Express Scripts forecasts drug spending will rise 6 to 8 percent annually from 2016 through 2018. The trends don’t bode well for insurers and government health programs trying to hold down medication costs.
The data are based on prescription claims processed by Express Scripts. The St. Louis company handles pharmacy benefits for about 85 million Americans with insurance, provided by employers, local and state governments, unions and Affordable Care Act insurance exchanges.

Dr. Glen Stettin, chief innovation officer at Express Scripts, said its clients were dealing with “significant challenges to affordable care in 2015 — including a record number of newly approved, high-cost therapies.” Last year, the Food and Drug Administration approved 33 specialty drugs, many of them for cancer.

The 20th annual drug-trend report from Express Scripts found that for the first time, the drug category with the most spending was for a class of specialty medicines, specifically drugs for inflammatory conditions such as rheumatoid arthritis and psoriasis.

Specialty drugs are injected, treat complex chronic conditions and usually are very expensive.
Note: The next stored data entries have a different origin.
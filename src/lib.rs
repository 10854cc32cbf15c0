pub mod masked;
pub mod validators;

pub use masked::date_util;
pub use masked::text_edit;
pub use masked::{
    DatePart, DatePartKind, DateTimeMaskParser, MaskOptions, MaskParser, Replaced,
};
use chrono::{NaiveDate, NaiveDateTime};

/// Two-digit years at or below this value resolve to the 2000s, the rest to
/// the 1900s ("49" -> 1949, "23" -> 2023).
pub const TWO_DIGIT_YEAR_CUTOFF: u32 = 68;

pub fn is_leap_year(year: i32) -> bool {
    (year % 4 == 0 && year % 100 != 0) || (year % 400 == 0)
}

pub fn days_in_month(year: i32, month: u32) -> u32 {
    match month {
        1 | 3 | 5 | 7 | 8 | 10 | 12 => 31,
        4 | 6 | 9 | 11 => 30,
        2 => {
            if is_leap_year(year) {
                29
            } else {
                28
            }
        }
        _ => 0,
    }
}

pub fn resolve_two_digit_year(year: u32) -> i32 {
    if year <= TWO_DIGIT_YEAR_CUTOFF {
        2000 + year as i32
    } else {
        1900 + year as i32
    }
}

/// 24-hour clock value rendered on a 12-hour dial (0 -> 12, 15 -> 3).
pub fn to_twelve_hour(hour: u32) -> u32 {
    match hour % 12 {
        0 => 12,
        rem => rem,
    }
}

pub fn to_twenty_four_hour(hour: u32, pm: bool) -> u32 {
    match (hour % 12, pm) {
        (rem, true) => rem + 12,
        (rem, false) => rem,
    }
}

/// Builds a date-time, clamping the day to the month's length
/// (Feb 30 -> Feb 28) so it survives a month/year step.
pub fn clamped_date_time(
    year: i32,
    month: u32,
    day: u32,
    hour: u32,
    minute: u32,
    second: u32,
) -> Option<NaiveDateTime> {
    let day = day.min(days_in_month(year, month)).max(1);
    NaiveDate::from_ymd_opt(year, month, day)?.and_hms_opt(hour, minute, second)
}
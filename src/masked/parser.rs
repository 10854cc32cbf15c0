use indexmap::IndexMap;

use super::grammar;
use super::text_edit;

pub const DEFAULT_MASK: &str = "CCCCCCCCCC";
pub const DEFAULT_PROMPT: char = '_';

/// Result of a [`MaskParser::replace`] edit: the edited masked string and
/// the char position to restore the text cursor to.
#[derive(Debug, Clone, PartialEq, Eq)]
pub struct Replaced {
    pub value: String,
    pub end: usize,
}

/// Compiles a pattern of flag characters and literals into a literal map
/// and edits masked strings against it.
#[derive(Debug, Clone)]
pub struct MaskParser {
    mask: String,
    prompt: char,
    escaped: String,
    literals: IndexMap<usize, char>,
}

impl Default for MaskParser {
    fn default() -> Self {
        Self::new(DEFAULT_MASK, "_")
    }
}

impl MaskParser {
    pub fn new(mask: impl Into<String>, prompt: impl Into<String>) -> Self {
        let compiled = grammar::compile(DEFAULT_MASK);
        let mut parser = Self {
            mask: DEFAULT_MASK.to_string(),
            prompt: DEFAULT_PROMPT,
            escaped: compiled.escaped,
            literals: compiled.literals,
        };
        parser.set_mask(mask);
        parser.set_prompt(prompt);
        parser
    }

    pub fn mask(&self) -> &str {
        &self.mask
    }

    /// Rebuilds the literal map; empty patterns are ignored.
    pub fn set_mask(&mut self, mask: impl Into<String>) {
        let mask = mask.into();
        if mask.is_empty() {
            return;
        }
        let compiled = grammar::compile(&mask);
        self.mask = mask;
        self.escaped = compiled.escaped;
        self.literals = compiled.literals;
    }

    pub fn prompt(&self) -> char {
        self.prompt
    }

    /// Keeps the first character; empty assignments are ignored.
    pub fn set_prompt(&mut self, prompt: impl Into<String>) {
        if let Some(ch) = prompt.into().chars().next() {
            self.prompt = ch;
        }
    }

    /// The pattern with escape backslashes removed; same length as every
    /// masked string this parser produces.
    pub fn escaped_mask(&self) -> &str {
        &self.escaped
    }

    pub fn literal_positions(&self) -> Vec<usize> {
        self.literals.keys().copied().collect()
    }

    fn flag_at(&self, pos: usize) -> Option<char> {
        text_edit::char_at(&self.escaped, pos)
    }

    fn validate_at(&self, pos: usize, ch: char) -> bool {
        self.flag_at(pos)
            .is_some_and(|flag| grammar::validate(flag, ch))
    }

    /// Produces a fully-sized masked string; free positions consume input
    /// left-to-right, one character per position, with rejects resolving
    /// to the prompt in place (no realignment against later input).
    pub fn apply(&self, input: &str) -> String {
        let input_chars: Vec<char> = input.chars().collect();
        let mut out = String::with_capacity(text_edit::char_count(&self.escaped));
        let mut taken = 0usize;

        for (pos, flag) in self.escaped.chars().enumerate() {
            if let Some(&literal) = self.literals.get(&pos) {
                out.push(literal);
                continue;
            }
            match input_chars.get(taken) {
                Some(&raw) => {
                    let ch = grammar::fold_ime_digit(raw);
                    if grammar::validate(flag, ch) {
                        out.push(ch);
                    } else {
                        out.push(self.prompt);
                    }
                    taken += 1;
                }
                None => out.push(self.prompt),
            }
        }
        out
    }

    /// Strips literals and prompt characters, keeping user-entered
    /// characters in position order.
    pub fn parse(&self, masked: &str) -> String {
        masked
            .chars()
            .enumerate()
            .filter(|(pos, ch)| !self.literals.contains_key(pos) && *ch != self.prompt)
            .map(|(_, ch)| ch)
            .collect()
    }

    /// Whether every required free position holds a valid, non-prompt
    /// character. The probe is indexed in the masked coordinate space;
    /// it is not re-masked first.
    pub fn is_valid_string(&self, input: &str) -> bool {
        let chars: Vec<char> = input.chars().collect();
        Self::required_non_literal_positions(&self.escaped)
            .into_iter()
            .all(|pos| match chars.get(pos) {
                Some(&ch) => ch != self.prompt && self.validate_at(pos, ch),
                None => false,
            })
    }

    /// Writes `value` into `masked` from `start`, clearing the rest of
    /// `start..end` when input runs out. Literals are never overwritten
    /// (a matching input char is consumed); an invalid input char halts
    /// the walk, while the prompt is always accepted as clearing a slot.
    pub fn replace(&self, masked: &str, value: &str, start: usize, end: usize) -> Replaced {
        let mut chars: Vec<char> = masked.chars().collect();
        let end = end.min(chars.len());
        let input: Vec<char> = value.chars().collect();
        let mut taken = 0usize;
        let mut cursor = start;
        let mut pos = start;

        while pos < end || (taken < input.len() && pos < chars.len()) {
            if self.literals.contains_key(&pos) {
                if input.get(taken) == chars.get(pos) {
                    taken += 1;
                    cursor = pos + 1;
                }
                pos += 1;
                continue;
            }
            match input.get(taken) {
                Some(&raw) => {
                    let ch = grammar::fold_ime_digit(raw);
                    if ch != self.prompt && !self.validate_at(pos, ch) {
                        break;
                    }
                    chars[pos] = ch;
                    taken += 1;
                    cursor = pos + 1;
                }
                None => chars[pos] = self.prompt,
            }
            pos += 1;
        }

        Replaced {
            value: chars.into_iter().collect(),
            end: cursor,
        }
    }

    /// Nearest free position at or before `start`; `start` when none exists.
    pub fn previous_non_literal_position(&self, start: usize) -> usize {
        let len = text_edit::char_count(&self.escaped);
        if len == 0 {
            return start;
        }
        (0..=start.min(len - 1))
            .rev()
            .find(|pos| !self.literals.contains_key(pos))
            .unwrap_or(start)
    }

    /// Nearest free position at or after `start`; `start` when none exists.
    pub fn next_non_literal_position(&self, start: usize) -> usize {
        let len = text_edit::char_count(&self.escaped);
        (start..len)
            .find(|pos| !self.literals.contains_key(pos))
            .unwrap_or(start)
    }

    pub fn non_literal_positions(mask: &str) -> Vec<usize> {
        mask.chars()
            .enumerate()
            .filter(|(_, ch)| grammar::is_flag(*ch))
            .map(|(pos, _)| pos)
            .collect()
    }

    pub fn required_non_literal_positions(mask: &str) -> Vec<usize> {
        mask.chars()
            .enumerate()
            .filter(|(_, ch)| grammar::is_required_flag(*ch))
            .map(|(pos, _)| pos)
            .collect()
    }
}

#[cfg(test)]
mod tests {
    use super::{DEFAULT_MASK, MaskParser, Replaced};

    fn phone() -> MaskParser {
        MaskParser::new("(000) 0000-000", "_")
    }

    #[test]
    fn defaults_apply_on_empty_configuration() {
        let parser = MaskParser::new("", "");
        assert_eq!(parser.mask(), DEFAULT_MASK);
        assert_eq!(parser.prompt(), '_');
        assert_eq!(parser.apply(""), "__________");
    }

    #[test]
    fn empty_mask_assignment_keeps_previous() {
        let mut parser = phone();
        parser.set_mask("");
        assert_eq!(parser.mask(), "(000) 0000-000");
        parser.set_mask("00/00");
        assert_eq!(parser.escaped_mask(), "00/00");
        assert_eq!(parser.literal_positions(), vec![2]);
    }

    #[test]
    fn prompt_assignment_truncates_and_rejects_empty() {
        let mut parser = phone();
        parser.set_prompt("*!");
        assert_eq!(parser.prompt(), '*');
        parser.set_prompt("");
        assert_eq!(parser.prompt(), '*');
    }

    #[test]
    fn apply_fills_positionally() {
        let mut parser = phone();
        parser.set_prompt("*");
        assert_eq!(parser.apply("1234"), "(123) 4***-***");
    }

    #[test]
    fn apply_without_input_is_literals_and_prompts() {
        let parser = phone();
        assert_eq!(parser.apply(""), "(___) ____-___");
        let applied = parser.apply("");
        assert_eq!(applied.chars().count(), parser.escaped_mask().chars().count());
    }

    #[test]
    fn apply_rejects_in_place_without_shifting() {
        let parser = MaskParser::new("000", "_");
        assert_eq!(parser.apply("1a3"), "1_3");
    }

    #[test]
    fn apply_discards_excess_input() {
        let parser = MaskParser::new("00", "_");
        assert_eq!(parser.apply("123456"), "12");
    }

    #[test]
    fn apply_folds_fullwidth_digits() {
        let parser = MaskParser::new("000", "_");
        assert_eq!(parser.apply("\u{ff11}\u{ff12}3"), "123");
    }

    #[test]
    fn escaped_flag_renders_as_literal() {
        let parser = MaskParser::new("CCCC-\\C-CCC", "_");
        assert_eq!(parser.apply(""), "____-C-___");
        assert_eq!(parser.literal_positions(), vec![4, 5, 6]);
    }

    #[test]
    fn parse_strips_literals_and_prompts() {
        let parser = phone();
        assert_eq!(parser.parse(&parser.apply("1234")), "1234");
        assert_eq!(parser.parse(&parser.apply("")), "");
        assert_eq!(parser.parse("(123) 4___-__9"), "12349");
    }

    #[test]
    fn replace_types_into_selection() {
        let parser = phone();
        let masked = parser.apply("");
        let Replaced { value, end } = parser.replace(&masked, "1", 1, 2);
        assert_eq!(value, "(1__) ____-___");
        assert_eq!(end, 2);
    }

    #[test]
    fn replace_continues_past_selection_while_input_remains() {
        let parser = phone();
        let masked = parser.apply("");
        let Replaced { value, end } = parser.replace(&masked, "1234", 1, 2);
        assert_eq!(value, "(123) 4___-___");
        assert_eq!(end, 7);
    }

    #[test]
    fn replace_consumes_typed_literals() {
        let parser = phone();
        let masked = parser.apply("");
        let replaced = parser.replace(&masked, "(12", 0, 1);
        assert_eq!(replaced.value, "(12_) ____-___");
        assert_eq!(replaced.end, 3);
    }

    #[test]
    fn replace_skips_untyped_literals() {
        let parser = phone();
        let masked = parser.apply("123");
        // Insertion at the end of the first group walks over ") ".
        let replaced = parser.replace(&masked, "4", 4, 4);
        assert_eq!(replaced.value, "(123) 4___-___");
        assert_eq!(replaced.end, 7);
    }

    #[test]
    fn replace_halts_on_invalid_character() {
        let parser = phone();
        let masked = parser.apply("");
        let replaced = parser.replace(&masked, "x", 1, 2);
        assert_eq!(replaced.value, masked);
        assert_eq!(replaced.end, 1);
    }

    #[test]
    fn replace_halts_midway_and_keeps_earlier_writes() {
        let parser = phone();
        let masked = parser.apply("");
        let replaced = parser.replace(&masked, "12x4", 1, 2);
        assert_eq!(replaced.value, "(12_) ____-___");
        assert_eq!(replaced.end, 3);
    }

    #[test]
    fn replace_clears_selection_when_input_runs_out() {
        let parser = phone();
        let masked = parser.apply("123456");
        let replaced = parser.replace(&masked, "", 1, 4);
        assert_eq!(replaced.value, "(___) 456_-___");
        assert_eq!(replaced.end, 1);
    }

    #[test]
    fn replace_accepts_prompt_as_clearing_input() {
        let parser = phone();
        let masked = parser.apply("123");
        let replaced = parser.replace(&masked, "_", 2, 3);
        assert_eq!(replaced.value, "(1_3) ____-___");
        assert_eq!(replaced.end, 3);
    }

    #[test]
    fn replace_preserves_length_and_clamps_end() {
        let parser = phone();
        let masked = parser.apply("");
        let replaced = parser.replace(&masked, "99", 12, 500);
        assert_eq!(replaced.value.chars().count(), masked.chars().count());
        assert_eq!(replaced.value, "(___) ____-_99");
        assert_eq!(replaced.end, 14);
    }

    #[test]
    fn is_valid_string_requires_every_required_position() {
        let parser = MaskParser::new("00-00", "_");
        assert!(parser.is_valid_string("12-34"));
        assert!(!parser.is_valid_string("12-_4"));
        assert!(!parser.is_valid_string("12-3"));
        assert!(!parser.is_valid_string(""));
    }

    #[test]
    fn is_valid_string_compares_in_masked_coordinate_space() {
        // Pins the documented behavior: the probe is indexed as if it were
        // already masked, so a correctly positioned string passes even with
        // a foreign character on the literal slot, and an unmasked digit
        // string fails because its tail lands short of the last required
        // position.
        let parser = MaskParser::new("00-00", "_");
        assert!(parser.is_valid_string("12x34"));
        assert!(!parser.is_valid_string("1234"));
    }

    #[test]
    fn is_valid_string_true_for_all_optional_mask() {
        let parser = MaskParser::new("99-99", "_");
        assert!(parser.is_valid_string(""));
        let required = MaskParser::required_non_literal_positions(parser.escaped_mask());
        assert!(required.is_empty());
    }

    #[test]
    fn non_literal_navigation_clamps_without_wrapping() {
        let parser = phone();
        assert_eq!(parser.next_non_literal_position(0), 1);
        assert_eq!(parser.next_non_literal_position(4), 6);
        assert_eq!(parser.previous_non_literal_position(5), 3);
        assert_eq!(parser.previous_non_literal_position(0), 0);
        assert_eq!(parser.next_non_literal_position(99), 99);

        let all_literal = MaskParser::new("--", "_");
        assert_eq!(all_literal.next_non_literal_position(0), 0);
        assert_eq!(all_literal.previous_non_literal_position(1), 1);
    }

    #[test]
    fn operations_are_total_over_arbitrary_unicode() {
        let parser = MaskParser::new("LL-00", "_");
        // Combining marks and astral-plane input degrade to prompts or a
        // halted walk; nothing panics and lengths stay mask-sized.
        let weird = "e\u{301}\u{0301}🦀9";
        let applied = parser.apply(weird);
        assert_eq!(applied.chars().count(), 5);
        let replaced = parser.replace(&applied, weird, 0, 5);
        assert_eq!(replaced.value.chars().count(), 5);
        let _ = parser.parse(weird);
        let _ = parser.is_valid_string(weird);
        let _ = parser.replace("", weird, 3, 1);
    }

    #[test]
    fn position_enumeration() {
        assert_eq!(
            MaskParser::non_literal_positions("(000) 09"),
            vec![1, 2, 3, 6, 7]
        );
        assert_eq!(
            MaskParser::required_non_literal_positions("(000) 09"),
            vec![1, 2, 3, 6]
        );
    }
}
As a result, insurers and prescription benefit managers have special programs to manage their use through measures such as preauthorization requirements and high copayments.
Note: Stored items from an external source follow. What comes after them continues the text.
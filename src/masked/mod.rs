mod datetime;
mod grammar;
mod model;
mod parser;

pub mod date_util;
pub mod text_edit;

use serde::{Deserialize, Serialize};

pub use datetime::{DEFAULT_FORMAT, DateTimeMaskParser};
pub use model::{DatePart, DatePartKind};
pub use parser::{DEFAULT_MASK, DEFAULT_PROMPT, MaskParser, Replaced};

/// Host-facing construction config. Empty fields fall back to the parser
/// defaults; an over-long prompt is truncated to its first character.
#[derive(Debug, Clone, PartialEq, Eq, Serialize, Deserialize)]
#[serde(rename_all = "camelCase", default)]
pub struct MaskOptions {
    pub format: String,
    pub prompt_character: String,
}

impl Default for MaskOptions {
    fn default() -> Self {
        Self {
            format: String::new(),
            prompt_character: DEFAULT_PROMPT.to_string(),
        }
    }
}

impl MaskParser {
    pub fn from_options(options: &MaskOptions) -> Self {
        Self::new(options.format.as_str(), options.prompt_character.as_str())
    }
}

impl DateTimeMaskParser {
    pub fn from_options(options: &MaskOptions) -> Self {
        Self::new(options.format.as_str(), options.prompt_character.as_str())
    }
}
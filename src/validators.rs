use regex::Regex;

use crate::masked::MaskParser;

pub type ValidationError = String;
pub type Validator = Box<dyn Fn(&str) -> Result<(), ValidationError> + Send + Sync>;

/// Run a list of validators against `value`, returning the first error.
pub fn run_validators(validators: &[Validator], value: &str) -> Result<(), ValidationError> {
    for validator in validators {
        validator(value)?;
    }
    Ok(())
}

pub fn required(message: impl Into<String>) -> Validator {
    let message = message.into();
    Box::new(move |value: &str| {
        if value.trim().is_empty() {
            Err(message.clone())
        } else {
            Ok(())
        }
    })
}

/// Fails while any required free position of the parser's mask is still a
/// prompt character or invalid.
pub fn complete(parser: MaskParser, message: impl Into<String>) -> Validator {
    let message = message.into();
    Box::new(move |value: &str| {
        if parser.is_valid_string(value) {
            Ok(())
        } else {
            Err(message.clone())
        }
    })
}

pub fn pattern(pattern: &str, message: impl Into<String>) -> Validator {
    let re = Regex::new(pattern).expect("Invalid regex pattern");
    let message = message.into();
    Box::new(move |value: &str| {
        if re.is_match(value) {
            Ok(())
        } else {
            Err(message.clone())
        }
    })
}
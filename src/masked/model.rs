#[derive(Debug, Clone, Copy, PartialEq, Eq)]
pub enum DatePartKind {
    Month,
    Date,
    Year,
    Hours,
    Minutes,
    Seconds,
    AmPm,
    Literal,
}

impl DatePartKind {
    pub fn is_date(self) -> bool {
        matches!(self, Self::Month | Self::Date | Self::Year)
    }

    pub fn is_time(self) -> bool {
        matches!(self, Self::Hours | Self::Minutes | Self::Seconds)
    }

    pub(super) fn from_token(ch: char) -> Option<Self> {
        match ch {
            'M' => Some(Self::Month),
            'd' => Some(Self::Date),
            'y' => Some(Self::Year),
            'H' | 'h' => Some(Self::Hours),
            'm' => Some(Self::Minutes),
            's' => Some(Self::Seconds),
            't' => Some(Self::AmPm),
            _ => None,
        }
    }
}

/// One run of a date/time format: a calendar/clock component or a literal
/// stretch, with its half-open `start..end` range in the masked string.
#[derive(Debug, Clone, PartialEq, Eq)]
pub struct DatePart {
    pub kind: DatePartKind,
    pub start: usize,
    pub end: usize,
    /// The original token text (`"MM"`, `"yyyy"`, `"/"`, ...).
    pub format: String,
}

impl DatePart {
    pub fn width(&self) -> usize {
        self.end - self.start
    }

    pub fn contains(&self, pos: usize) -> bool {
        self.start <= pos && pos < self.end
    }

    /// A 12-hour dial part (`h`/`hh`), as opposed to 24-hour `H`/`HH`.
    pub fn is_twelve_hour(&self) -> bool {
        self.kind == DatePartKind::Hours && self.format.starts_with('h')
    }
}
The jump in specialty drug spending was 17.8 percent. That includes an average price hike of 11 percent and a 6.8 percent rise in the number of prescriptions filled for those drugs, which are only taken by 1 to 2 percent of Americans.

Altogether, specialty drugs accounted for 37.7 percent of medicine costs for Express Scripts clients, and the company expects that to rise to 50 percent of spending in 2018.
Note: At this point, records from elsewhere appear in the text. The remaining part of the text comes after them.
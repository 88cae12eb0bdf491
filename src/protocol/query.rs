//! Query parameters of API requests.
//!
//! Parameters form an ordered multimap: a key may repeat, and a key with an
//! empty value expresses a flag (`fulltext=`). Keys are encoded in
//! lexicographic order so that identical queries produce identical URLs.

use std::{collections::BTreeMap, fmt};

use url::form_urlencoded;

use super::codec::clamp_max;

/// Query parameters of a request.
///
/// # Example
///
/// ```ignore
/// let mut query = Query::new();
/// query.set("query", "test search").set("max", 10).set("lang", "en");
/// assert_eq!(query.encode(), "lang=en&max=10&query=test+search");
/// ```
#[derive(Clone, Debug, Default, PartialEq, Eq)]
pub struct Query(BTreeMap<String, Vec<String>>);

impl Query {
    #[must_use]
    pub fn new() -> Self {
        Self::default()
    }

    /// Sets `key` to a single value, replacing any earlier values.
    pub fn set(&mut self, key: &str, value: impl ToString) -> &mut Self {
        self.0.insert(key.to_owned(), vec![value.to_string()]);
        self
    }

    /// Appends a value to `key`.
    pub fn add(&mut self, key: &str, value: impl ToString) -> &mut Self {
        self.0
            .entry(key.to_owned())
            .or_default()
            .push(value.to_string());
        self
    }

    /// Appends `key` without a value if `enabled`.
    pub fn flag(&mut self, key: &str, enabled: bool) -> &mut Self {
        if enabled {
            self.add(key, "");
        }
        self
    }

    /// Sets `max` to the bounded result count, if one was requested.
    pub fn max(&mut self, max: Option<u32>) -> &mut Self {
        if let Some(max) = clamp_max(max) {
            self.set("max", max);
        }
        self
    }

    /// Returns the first value of `key`.
    #[must_use]
    pub fn get(&self, key: &str) -> Option<&str> {
        self.0
            .get(key)
            .and_then(|values| values.first())
            .map(String::as_str)
    }

    #[must_use]
    pub fn contains_key(&self, key: &str) -> bool {
        self.0.contains_key(key)
    }

    #[must_use]
    pub fn is_empty(&self) -> bool {
        self.0.is_empty()
    }

    /// Encodes as `application/x-www-form-urlencoded`, keys sorted.
    #[must_use]
    pub fn encode(&self) -> String {
        let mut serializer = form_urlencoded::Serializer::new(String::new());
        for (key, values) in &self.0 {
            for value in values {
                serializer.append_pair(key, value);
            }
        }
        serializer.finish()
    }
}

impl fmt::Display for Query {
    fn fmt(&self, f: &mut fmt::Formatter) -> fmt::Result {
        write!(f, "{}", self.encode())
    }
}

impl<K, V> FromIterator<(K, V)> for Query
where
    K: AsRef<str>,
    V: ToString,
{
    fn from_iter<I: IntoIterator<Item = (K, V)>>(iter: I) -> Self {
        let mut query = Self::new();
        for (key, value) in iter {
            query.add(key.as_ref(), value);
        }
        query
    }
}

#[cfg(test)]
mod tests {
    use super::*;

    #[test]
    fn encodes_sorted() {
        let mut query = Query::new();
        query
            .set("query", "test search")
            .set("max", 10)
            .set("lang", "en");
        assert_eq!(query.encode(), "lang=en&max=10&query=test+search");
    }

    #[test]
    fn flags_have_empty_values() {
        let mut query = Query::new();
        query.set("q", "batman").flag("fulltext", true).flag("clean", false);
        assert_eq!(query.encode(), "fulltext=&q=batman");
    }

    #[test]
    fn keys_may_repeat() {
        let query: Query = [("cat", "1"), ("cat", "2")].into_iter().collect();
        assert_eq!(query.encode(), "cat=1&cat=2");
        assert_eq!(query.get("cat"), Some("1"));
    }

    #[test]
    fn set_replaces() {
        let mut query = Query::new();
        query.set("max", 10).max(Some(1000));
        assert_eq!(query.get("max"), Some("99"));
    }

    #[test]
    fn zero_max_is_omitted() {
        let mut query = Query::new();
        query.max(Some(0)).max(None);
        assert!(query.is_empty());
    }

    #[test]
    fn escapes_reserved_characters() {
        let mut query = Query::new();
        query.set("url", "https://example.com/feed?a=b&c");
        assert_eq!(
            query.encode(),
            "url=https%3A%2F%2Fexample.com%2Ffeed%3Fa%3Db%26c"
        );
    }
}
By comparison, the drug class with the most spending from 2011 through 2014 was for prescription drugs for diabetes, which are taken by millions of Americans. Before that, the top-selling class was cholesterol drugs such as Lipitor, most of which have seen cheaper generic pills grab most of their sales for at least several years.

For traditional drugs, which include brand-name and generic pills, prices dipped 1.4 percent, while use edged up 1.9 percent.

Despite the higher spending, Express Scripts said average monthly drug copayments for its patients decreased 3.2 percent last year.

This year’s report for the first time included patient copayments as well as manufacturer rebates — big payments that drugmakers give to insurers and prescription benefit managers to be included on their formularies of covered drugs.

Including those factors, U.S. medicine spending rose 5.2 percent in 2015, down from 10.1 percent in 2014, Express Scripts reported. The company noted that among its customers with the most restrictive drug formularies and requirements, spending only increased by 3.3 percent in 2015.

Spending increases in the second year of insurance exchange plans averaged 13.6 percent, much higher than for commercial insurance and Medicare and Medicaid prescription plans handled by Express Scripts. That was mainly driven by an 8.6 percent increase in medicine use, likely due to people newly insured through the exchanges starting to take medicines they couldn’t afford before.